Prime Minister Carney survived his first budget vote with his vision of a new Canada — and a smaller, leaner, more efficient public service. So, is this the moment when Carney, with advice from Privy Council clerk Michael Sabia, will finally put his mark on the senior ranks? 


The pair have had six months to size up their bench. Throughout, the rumour of a DM shuffle has circled. “This is the longest-rumoured deputy shuffle in history,” one senior official said. “If I were a betting man, I’d have lost at least five times.”

Mark Carney and fellow members in the House of Commons.
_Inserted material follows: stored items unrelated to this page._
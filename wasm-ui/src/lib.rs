//! Web UI for gif-gallery
//!
//! A Yew-based page for adding, browsing, editing and deleting gifs held by
//! the GraphQL backend.

mod app;
mod components;
mod logging;

use std::rc::Rc;

use gif_gallery::{BackendConfig, Gallery, HttpGifApi};
use gloo::storage::{LocalStorage, Storage};
use wasm_bindgen::prelude::*;

/// Backend description embedded by `build.rs`.
const AWS_EXPORTS: &str = include_str!(concat!(env!("OUT_DIR"), "/aws-exports.json"));

/// Local storage key holding a signed-in user's token, for token auth modes.
const AUTH_TOKEN_KEY: &str = "gifs.authToken";

fn auth_token() -> Option<String> {
    LocalStorage::raw().get_item(AUTH_TOKEN_KEY).ok().flatten()
}

/// Entry point for the WASM application.
#[wasm_bindgen(start)]
pub fn run_app() {
    // Initialize panic hook for better error messages
    console_error_panic_hook::set_once();
    logging::init();

    let config = match BackendConfig::from_aws_exports(AWS_EXPORTS, auth_token()) {
        Ok(config) => config,
        Err(err) => {
            tracing::error!(error = %err, "invalid backend configuration");
            return;
        }
    };
    tracing::info!(endpoint = %config.endpoint, "starting gif gallery");

    let gallery = Rc::new(Gallery::new(HttpGifApi::new(config)));
    yew::Renderer::<app::App>::with_props(app::AppProps { gallery }).render();
}
//! CLI tool to manage gifs from the terminal.
//!
//! Usage:
//!   gifs list
//!   gifs create --alt-text "dancing cat" --url https://media.example/cat.gif
//!   gifs update --id <id> --alt-text "..." --url https://...
//!   gifs delete --id <id>
//!
//! The backend is read from `--config <aws-exports.json>`, or else from
//! `GIFS_ENDPOINT`, `GIFS_API_KEY` / `GIFS_AUTH_TOKEN`, `GIFS_REGION` and
//! `GIFS_PAGE_SIZE` (a `.env` file is loaded first). Log verbosity follows
//! `GIFS_LOG`.

use std::path::{Path, PathBuf};

use anyhow::{Context, Result, bail};
use clap::{Parser, Subcommand};
use serde::Deserialize;
use tracing_subscriber::EnvFilter;

use gif_gallery::{AuthMode, BackendConfig, Gif, GifApi, GifId, GifUpdate, HttpGifApi, NewGif};

#[derive(Parser)]
#[command(name = "gifs", version, about = "Manage gifs stored in the GraphQL backend")]
struct Cli {
    /// Generated aws-exports.json describing the backend.
    #[arg(long, global = true)]
    config: Option<PathBuf>,

    /// Print records as JSON instead of one line each.
    #[arg(long, global = true)]
    json: bool,

    #[command(subcommand)]
    command: Command,
}

#[derive(Subcommand)]
enum Command {
    /// List every gif.
    List,
    /// Add a gif.
    Create {
        #[arg(long)]
        alt_text: String,
        #[arg(long)]
        url: String,
    },
    /// Replace a gif's alt text and URL.
    Update {
        #[arg(long)]
        id: String,
        #[arg(long)]
        alt_text: String,
        #[arg(long)]
        url: String,
    },
    /// Remove a gif.
    Delete {
        #[arg(long)]
        id: String,
    },
}

#[derive(Deserialize)]
struct EnvConfig {
    endpoint: Option<String>,
    region: Option<String>,
    api_key: Option<String>,
    auth_token: Option<String>,
    page_size: Option<u32>,
}

/// Resolve the backend from `--config` or the `GIFS_*` variables in `vars`.
///
/// Blank credentials count as unset.
fn load_config(
    path: Option<&Path>,
    vars: impl IntoIterator<Item = (String, String)>,
) -> Result<BackendConfig> {
    let env: EnvConfig = envy::prefixed("GIFS_")
        .from_iter(vars)
        .context("reading GIFS_* environment")?;
    let api_key = env.api_key.filter(|k| !k.is_empty());
    let auth_token = env.auth_token.filter(|t| !t.is_empty());

    if let Some(path) = path {
        return BackendConfig::from_file(path, auth_token)
            .with_context(|| format!("loading {}", path.display()));
    }

    let Some(endpoint) = env.endpoint.filter(|e| !e.is_empty()) else {
        bail!("GIFS_ENDPOINT must be set when --config is not given");
    };
    let auth = match (api_key, auth_token) {
        (Some(key), _) => AuthMode::ApiKey(key),
        (None, Some(token)) => AuthMode::Bearer(token),
        (None, None) => bail!("set GIFS_API_KEY or GIFS_AUTH_TOKEN"),
    };
    let region = env.region.filter(|r| !r.is_empty());
    let config = BackendConfig::new(endpoint, region, auth)?;
    Ok(match env.page_size {
        Some(size) => config.with_page_size(size),
        None => config,
    })
}

fn print_gifs(gifs: &[Gif], json: bool) -> Result<()> {
    if json {
        println!("{}", serde_json::to_string_pretty(gifs)?);
    } else {
        for gif in gifs {
            println!("{}\t{}\t{}", gif.id, gif.alt_text, gif.url);
        }
    }
    Ok(())
}

#[tokio::main]
async fn main() -> Result<()> {
    dotenv::dotenv().ok();

    tracing_subscriber::fmt()
        .with_env_filter(
            EnvFilter::try_from_env("GIFS_LOG").unwrap_or_else(|_| EnvFilter::new("info")),
        )
        .with_writer(std::io::stderr)
        .init();

    let cli = Cli::parse();
    let config = load_config(cli.config.as_deref(), std::env::vars())?;
    let api = HttpGifApi::with_client(reqwest::Client::new(), config);
    tracing::debug!(
        endpoint = %api.config().endpoint,
        region = api.config().region.as_deref().unwrap_or("-"),
        "using backend"
    );

    match cli.command {
        Command::List => {
            let gifs = api.list().await.context("listing gifs")?;
            print_gifs(&gifs, cli.json)?;
            eprintln!("{} gifs", gifs.len());
        }
        Command::Create { alt_text, url } => {
            let gif = api
                .create(NewGif { alt_text, url })
                .await
                .context("creating gif")?;
            print_gifs(std::slice::from_ref(&gif), cli.json)?;
        }
        Command::Update { id, alt_text, url } => {
            let gif = api
                .update(GifUpdate {
                    id: GifId::new(id),
                    alt_text,
                    url,
                })
                .await
                .context("updating gif")?;
            print_gifs(std::slice::from_ref(&gif), cli.json)?;
        }
        Command::Delete { id } => {
            let gif = api.delete(GifId::new(id)).await.context("deleting gif")?;
            print_gifs(std::slice::from_ref(&gif), cli.json)?;
        }
    }

    Ok(())
}
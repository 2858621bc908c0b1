use crate::foundation::core::{Point, Rect, Vec2};

/// Point on `rect` selected per axis by the sign of `dir` (min / center / max).
pub fn critical_point(rect: Rect, dir: Vec2) -> Point {
    fn pick(lo: f64, hi: f64, d: f64) -> f64 {
        if d > 0.0 {
            hi
        } else if d < 0.0 {
            lo
        } else {
            (lo + hi) / 2.0
        }
    }
    Point::new(pick(rect.x0, rect.x1, dir.x), pick(rect.y0, rect.y1, dir.y))
}

/// Translation that places `moving` beside `anchor` in direction `dir`, `buff` apart, centered
/// on the perpendicular axis.
pub fn next_to_shift(moving: Rect, anchor: Rect, dir: Vec2, buff: f64) -> Vec2 {
    let target = critical_point(anchor, dir) + dir * buff;
    let align = critical_point(moving, -dir);
    target - align
}

/// Union of rects; `None` for an empty input.
pub fn union_all(rects: impl IntoIterator<Item = Rect>) -> Option<Rect> {
    rects.into_iter().reduce(|a, b| a.union(b))
}
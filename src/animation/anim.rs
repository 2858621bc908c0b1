use crate::{
    animation::ease::Ease,
    foundation::core::Vec2,
    foundation::error::{StoryError, StoryResult},
    scene::graph::{MobjectId, SceneGraph},
    scene::shape::Mobject,
};

/// What an animation does to its targets over one step.
#[derive(Clone, Debug, PartialEq, serde::Serialize, serde::Deserialize)]
pub enum AnimKind {
    /// Opacity 0 → 1 while arriving from `-shift`. Starts at `1/scale` of full size and settles
    /// onto it, so a `scale` below 1 shrinks in.
    FadeIn {
        target: MobjectId,
        shift: Vec2,
        scale: f64,
    },
    /// Opacity 1 → 0 while drifting by `shift`.
    FadeOut { target: MobjectId, shift: Vec2 },
    /// Left-to-right reveal.
    Write { target: MobjectId },
    /// Outline drawn by arc length, leaves staggered by `lag_ratio`.
    ShowCreation { target: MobjectId, lag_ratio: f64 },
    /// Morph `source` into `target`; afterwards only `target` is on screen.
    ReplacementTransform {
        source: MobjectId,
        target: MobjectId,
    },
    /// Morph `source` into the shape of `target`; afterwards `source` carries that geometry.
    Transform {
        source: MobjectId,
        target: MobjectId,
    },
    /// Interpolate leaves from their current state to the recorded `after` states.
    Reposition {
        target: MobjectId,
        after: Vec<(MobjectId, Mobject)>,
    },
    LaggedStart {
        children: Vec<Animation>,
        lag_ratio: f64,
    },
}

#[derive(Clone, Debug, PartialEq, serde::Serialize, serde::Deserialize)]
pub struct Animation {
    pub kind: AnimKind,
    pub rate: Ease,
}

impl Animation {
    pub fn new(kind: AnimKind) -> Self {
        Self {
            kind,
            rate: Ease::default(),
        }
    }

    pub fn with_rate(mut self, rate: Ease) -> Self {
        self.rate = rate;
        self
    }

    /// Set the travel vector of a fade. Other kinds are returned unchanged.
    pub fn with_shift(mut self, by: Vec2) -> Self {
        match &mut self.kind {
            AnimKind::FadeIn { shift, .. } | AnimKind::FadeOut { shift, .. } => *shift = by,
            _ => {}
        }
        self
    }

    /// Set the scale factor of a fade-in; it starts at `1/factor` of full size. Other kinds are
    /// returned unchanged.
    pub fn with_scale(mut self, from: f64) -> Self {
        if let AnimKind::FadeIn { scale, .. } = &mut self.kind {
            *scale = from;
        }
        self
    }

    pub fn kind_name(&self) -> &'static str {
        match self.kind {
            AnimKind::FadeIn { .. } => "FadeIn",
            AnimKind::FadeOut { .. } => "FadeOut",
            AnimKind::Write { .. } => "Write",
            AnimKind::ShowCreation { .. } => "ShowCreation",
            AnimKind::ReplacementTransform { .. } => "ReplacementTransform",
            AnimKind::Transform { .. } => "Transform",
            AnimKind::Reposition { .. } => "Reposition",
            AnimKind::LaggedStart { .. } => "LaggedStart",
        }
    }

    /// Check ids and parameters against the graph the animation will run on.
    pub fn validate(&self, graph: &SceneGraph) -> StoryResult<()> {
        let has_leaves = |id: MobjectId| -> StoryResult<()> {
            if graph.leaves(id)?.is_empty() {
                return Err(StoryError::animation(format!(
                    "{} target {} has no leaves",
                    self.kind_name(),
                    id.0
                )));
            }
            Ok(())
        };
        let lag_ok = |lag: f64| -> StoryResult<()> {
            if !(lag.is_finite() && lag >= 0.0) {
                return Err(StoryError::animation("lag ratio must be finite and >= 0"));
            }
            Ok(())
        };

        match &self.kind {
            AnimKind::FadeIn {
                target,
                shift,
                scale,
            } => {
                has_leaves(*target)?;
                if !(shift.is_finite() && scale.is_finite() && *scale > 0.0) {
                    return Err(StoryError::animation(
                        "FadeIn needs a finite shift and a scale > 0",
                    ));
                }
            }
            AnimKind::FadeOut { target, shift } => {
                has_leaves(*target)?;
                if !shift.is_finite() {
                    return Err(StoryError::animation("FadeOut shift must be finite"));
                }
            }
            AnimKind::Write { target } => has_leaves(*target)?,
            AnimKind::ShowCreation { target, lag_ratio } => {
                has_leaves(*target)?;
                lag_ok(*lag_ratio)?;
            }
            AnimKind::ReplacementTransform { source, target }
            | AnimKind::Transform { source, target } => {
                has_leaves(*source)?;
                has_leaves(*target)?;
            }
            AnimKind::Reposition { target, after } => {
                has_leaves(*target)?;
                for (id, _) in after {
                    graph.leaf(*id)?;
                }
            }
            AnimKind::LaggedStart {
                children,
                lag_ratio,
            } => {
                if children.is_empty() {
                    return Err(StoryError::animation(
                        "LaggedStart needs at least one child",
                    ));
                }
                lag_ok(*lag_ratio)?;
                for child in children {
                    child.validate(graph)?;
                }
            }
        }
        Ok(())
    }
}

/// Length of a lagged run in units of one child's duration: `(n − 1)·r + 1`.
pub fn lag_span(count: usize, lag_ratio: f64) -> f64 {
    if count == 0 {
        return 1.0;
    }
    (count as f64 - 1.0) * lag_ratio + 1.0
}

/// Progress of child `index` of `count` when the whole run is at `alpha`.
pub fn lagged_alpha(alpha: f64, index: usize, count: usize, lag_ratio: f64) -> f64 {
    let span = lag_span(count, lag_ratio);
    (alpha * span - index as f64 * lag_ratio).clamp(0.0, 1.0)
}

#[cfg(test)]
#[path = "../../tests/unit/animation/anim.rs"]
mod tests;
The vote on the federal budget, Nov. 17: Carney (right) with François-Philippe Champagne (standing). THE CANADIAN PRESS/Adrian Wyld

 

The comings and goings of deputy ministers are like tea leaves for Ottawa’s insiders. They’re read for clues about power: where is it, whose is rising, and what does it say about the future of the public service?

 

So, will the next shuffle be a reset? Will it be the big shake-up of a government trying to change course and leadership? Or will it just be a chain reaction triggered by a long-building wave of retirements? (And, of course, it can be a bit of both.)

 

So, let’s dig in.

 

Today:

Add a DM: Lose some accountability.

Post-transition: A lot of DMs might be ready to go.

The domino trigger: When the heavy hitters leave, things really move.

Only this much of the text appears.